Kim Gullion Stewart
My name is Kim (Gullion) Stewart and I am a Métis artist born in Athabasca, Alberta, with family connections to the Red River area in Manitoba. I am formally educated with diplomas in Fine Art, Graphic Design, Illustration, and a Master’s Degree in Art Education and traditionally educated through mentorships with indigenous Elders in beading, caribou hair tufting, drum making and hide tanning.
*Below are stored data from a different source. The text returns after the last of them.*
//! Self-monitoring counters for the log monitor
//!
//! Tracks how many lines were read, how many errors were detected, how many
//! alerts were dispatched or suppressed, and how reliably the sinks delivered
//! them. The monitor logs a snapshot on every heartbeat.

use chrono::{DateTime, Duration, Utc};
use log::{info, warn};
use serde::Serialize;
use std::collections::VecDeque;
use std::sync::atomic::{AtomicU64, Ordering};
use std::sync::{Mutex, MutexGuard, PoisonError};

/// Point-in-time view of the monitor's counters
#[derive(Debug, Clone, PartialEq, Serialize)]
pub struct StatsSnapshot {
    /// Non-blank lines read from the log file
    pub lines_processed: u64,
    /// Lines that matched an error keyword
    pub errors_detected: u64,
    /// Alerts handed to the dispatcher
    pub notifications_dispatched: u64,
    /// Alerts dropped by the rate limiter
    pub notifications_suppressed: u64,
    /// Successful sink deliveries since start
    pub sink_successes: u64,
    /// Failed sink deliveries since start
    pub sink_failures: u64,
    /// Sink success rate over the recent window, as a percentage (0-100)
    pub recent_success_rate: f64,
    /// When the snapshot was taken
    pub timestamp: DateTime<Utc>,
}

/// One sink delivery result
#[derive(Debug, Clone)]
struct DeliverySample {
    success: bool,
    timestamp: DateTime<Utc>,
}

/// Shared counters updated by the pipeline and read by the run loop
#[derive(Debug)]
pub struct MonitorStats {
    lines_processed: AtomicU64,
    errors_detected: AtomicU64,
    notifications_dispatched: AtomicU64,
    notifications_suppressed: AtomicU64,
    sink_successes: AtomicU64,
    sink_failures: AtomicU64,
    /// Recent delivery results, bounded by `max_samples`
    recent_deliveries: Mutex<VecDeque<DeliverySample>>,
    max_samples: usize,
    window: Duration,
}

impl Default for MonitorStats {
    fn default() -> Self {
        Self::new()
    }
}

impl MonitorStats {
    pub fn new() -> Self {
        Self {
            lines_processed: AtomicU64::new(0),
            errors_detected: AtomicU64::new(0),
            notifications_dispatched: AtomicU64::new(0),
            notifications_suppressed: AtomicU64::new(0),
            sink_successes: AtomicU64::new(0),
            sink_failures: AtomicU64::new(0),
            recent_deliveries: Mutex::new(VecDeque::new()),
            max_samples: 1000,
            window: Duration::minutes(5),
        }
    }

    pub fn record_line(&self) {
        self.lines_processed.fetch_add(1, Ordering::Relaxed);
    }

    pub fn record_error_detected(&self) {
        self.errors_detected.fetch_add(1, Ordering::Relaxed);
    }

    pub fn record_suppressed(&self) {
        self.notifications_suppressed.fetch_add(1, Ordering::Relaxed);
    }

    pub fn record_dispatched(&self) {
        self.notifications_dispatched.fetch_add(1, Ordering::Relaxed);
    }

    /// Record the outcome of one sink delivery
    pub fn record_sink_result(&self, success: bool) {
        self.record_sink_result_at(success, Utc::now());
    }

    fn record_sink_result_at(&self, success: bool, timestamp: DateTime<Utc>) {
        if success {
            self.sink_successes.fetch_add(1, Ordering::Relaxed);
        } else {
            self.sink_failures.fetch_add(1, Ordering::Relaxed);
        }

        let mut samples = self.samples();
        samples.push_back(DeliverySample { success, timestamp });
        while samples.len() > self.max_samples {
            samples.pop_front();
        }
    }

    fn samples(&self) -> MutexGuard<'_, VecDeque<DeliverySample>> {
        self.recent_deliveries
            .lock()
            .unwrap_or_else(PoisonError::into_inner)
    }

    /// Success rate of deliveries within the window ending at `now`
    ///
    /// Returns `None` when there were no deliveries in the window.
    fn recent_success_rate_at(&self, now: DateTime<Utc>) -> Option<f64> {
        let cutoff = now - self.window;
        let samples = self.samples();
        let recent: Vec<_> = samples.iter().filter(|s| s.timestamp >= cutoff).collect();
        if recent.is_empty() {
            return None;
        }
        let successful = recent.iter().filter(|s| s.success).count();
        Some(successful as f64 / recent.len() as f64 * 100.0)
    }

    /// Current counter values
    pub fn snapshot(&self) -> StatsSnapshot {
        let now = Utc::now();
        StatsSnapshot {
            lines_processed: self.lines_processed.load(Ordering::Relaxed),
            errors_detected: self.errors_detected.load(Ordering::Relaxed),
            notifications_dispatched: self.notifications_dispatched.load(Ordering::Relaxed),
            notifications_suppressed: self.notifications_suppressed.load(Ordering::Relaxed),
            sink_successes: self.sink_successes.load(Ordering::Relaxed),
            sink_failures: self.sink_failures.load(Ordering::Relaxed),
            // No recent deliveries counts as healthy
            recent_success_rate: self.recent_success_rate_at(now).unwrap_or(100.0),
            timestamp: now,
        }
    }

    /// Log a liveness line and warn about poor delivery
    pub fn log_heartbeat(&self) -> StatsSnapshot {
        let snapshot = self.snapshot();
        info!(
            "Monitor alive: lines={}, errors={}, dispatched={}, suppressed={}, sink_ok={}, sink_failed={}, success_rate={:.1}%",
            snapshot.lines_processed,
            snapshot.errors_detected,
            snapshot.notifications_dispatched,
            snapshot.notifications_suppressed,
            snapshot.sink_successes,
            snapshot.sink_failures,
            snapshot.recent_success_rate
        );

        if snapshot.recent_success_rate < 90.0 {
            warn!(
                "Low notification success rate: {:.1}%",
                snapshot.recent_success_rate
            );
        }
        snapshot
    }
}

#[cfg(test)]
mod tests {
    use super::*;
    use std::sync::Arc;
    use std::thread;

    #[test]
    fn test_new_stats_are_zero() {
        let snapshot = MonitorStats::new().snapshot();

        assert_eq!(snapshot.lines_processed, 0);
        assert_eq!(snapshot.errors_detected, 0);
        assert_eq!(snapshot.notifications_dispatched, 0);
        assert_eq!(snapshot.notifications_suppressed, 0);
        assert_eq!(snapshot.recent_success_rate, 100.0);
    }

    #[test]
    fn test_counters() {
        let stats = MonitorStats::new();
        stats.record_line();
        stats.record_line();
        stats.record_error_detected();
        stats.record_dispatched();
        stats.record_suppressed();

        let snapshot = stats.snapshot();
        assert_eq!(snapshot.lines_processed, 2);
        assert_eq!(snapshot.errors_detected, 1);
        assert_eq!(snapshot.notifications_dispatched, 1);
        assert_eq!(snapshot.notifications_suppressed, 1);
    }

    #[test]
    fn test_sink_success_rate() {
        let stats = MonitorStats::new();
        stats.record_sink_result(true);
        stats.record_sink_result(true);
        stats.record_sink_result(false);
        stats.record_sink_result(true);

        let snapshot = stats.snapshot();
        assert_eq!(snapshot.sink_successes, 3);
        assert_eq!(snapshot.sink_failures, 1);
        assert!((snapshot.recent_success_rate - 75.0).abs() < 0.01);
    }

    #[test]
    fn test_old_samples_leave_the_window() {
        let stats = MonitorStats::new();
        let now = Utc::now();
        stats.record_sink_result_at(false, now - Duration::minutes(10));
        stats.record_sink_result_at(true, now);

        assert_eq!(stats.recent_success_rate_at(now), Some(100.0));
        assert_eq!(
            stats.recent_success_rate_at(now + Duration::minutes(6)),
            None
        );
        // Lifetime totals keep old results
        assert_eq!(stats.snapshot().sink_failures, 1);
    }

    #[test]
    fn test_sample_limit() {
        let stats = MonitorStats::new();
        for i in 0..1200 {
            stats.record_sink_result(i % 2 == 0);
        }

        assert_eq!(stats.samples().len(), stats.max_samples);
        assert_eq!(stats.snapshot().sink_successes, 600);
    }

    #[test]
    fn test_shared_across_threads() {
        let stats = Arc::new(MonitorStats::new());
        let handles: Vec<_> = (0..8)
            .map(|_| {
                let stats = Arc::clone(&stats);
                thread::spawn(move || {
                    for _ in 0..100 {
                        stats.record_line();
                    }
                })
            })
            .collect();
        for handle in handles {
            handle.join().unwrap();
        }

        assert_eq!(stats.snapshot().lines_processed, 800);
    }
}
My artmaking connects Métis art forms, like hide tanning, beading, quillwork to contemporary art forms, like digital drawing, and painting. In my art practice, I work to investigate and define Métis identity. I believe Métis knowledge systems have been hidden, lost, or adapted as a survival mechanism and deserve to be recovered and elevated through artistic expression. Métis leader, Louis Riel (1844-1885) said, “My people will sleep for 100 years, but when they awake it will be the artists who give them their spirit back.” This moves me deeply as a Métis artist and motivates my work. In 2016, I investigated the influence of ‘Cowboy and Indian’ pop culture from my childhood on my Métis identity by creating comic book cover paintings of my family as heroes. Part of that body of work included felted sport-style banners with beadwork applied, and pages from old western novels where I worked to correct the stereotype of indigenous characters as being sneaky, conniving and mean. This work led to a solo show, INJUN-uity: or Growing up Pop at the Two Rivers Gallery in Prince George. Currently I am working on ‘land-back’ conceptual work with counter-mapping, a form of map-making or charting of stories, and culture which consists of making marks of resistance on top of a western representation of land, such as maps. You can see and purchase these beaded maps on my website along with my other artwork.
I sell my art patterns and images on home décor like blankets, pillows, tea towels, and I am expanding to include clothing accessories like scarves, kimonos, and shirts.